_Exercise directions_: Your answer must be every line of the data that holds the string "generator".

Collected data
|---|
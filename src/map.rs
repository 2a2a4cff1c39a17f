use crate::{
    distance::Distance,
    edges::Edges,
    generate::Generate,
    shrink::{Candidates, Shrink},
    state::State,
};

#[derive(Clone, Debug)]
pub struct Map<G: ?Sized, F> {
    map: F,
    generator: G,
}

#[derive(Clone, Debug)]
pub struct Shrinker<S, F> {
    map: F,
    shrinker: S,
}

impl<G: Generate, T, F: Fn(G::Item) -> T + Clone> Map<G, F> {
    pub const fn new(generator: G, map: F) -> Self {
        Self { map, generator }
    }
}

impl<G: Generate + ?Sized, T, F: Fn(G::Item) -> T + Clone + 'static> Generate for Map<G, F> {
    type Item = T;
    type Shrink = Shrinker<G::Shrink, F>;

    fn generate(&self, state: &mut State) -> Self::Shrink {
        Shrinker {
            shrinker: self.generator.generate(state),
            map: self.map.clone(),
        }
    }

    fn edges(&self) -> Edges<Self::Shrink> {
        let map = self.map.clone();
        self.generator.edges().transform(move |shrinker| Shrinker {
            shrinker,
            map: map.clone(),
        })
    }

    fn constant(&self) -> bool {
        self.generator.constant()
    }
}

// The shrinker walks the untransformed tree and re-applies `map` at every
// step, so shrinking keeps making progress toward simpler pre-images even
// though only mapped values are visible outside.
impl<S: Shrink, T, F: Fn(S::Item) -> T + Clone + 'static> Shrink for Shrinker<S, F> {
    type Item = T;

    fn item(&self) -> Self::Item {
        (self.map)(self.shrinker.item())
    }

    fn distance(&self) -> Distance {
        self.shrinker.distance()
    }

    fn shrink(&self) -> Candidates<Self> {
        let map = self.map.clone();
        Box::new(self.shrinker.shrink().map(move |shrinker| Self {
            shrinker,
            map: map.clone(),
        }))
    }
}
|---|
_Answer to the problem_:
    generator: G,
    pub const fn new(generator: G, map: F) -> Self {
        Self { map, generator }
            shrinker: self.generator.generate(state),
        self.generator.edges().transform(move |shrinker| Shrinker {
        self.generator.constant()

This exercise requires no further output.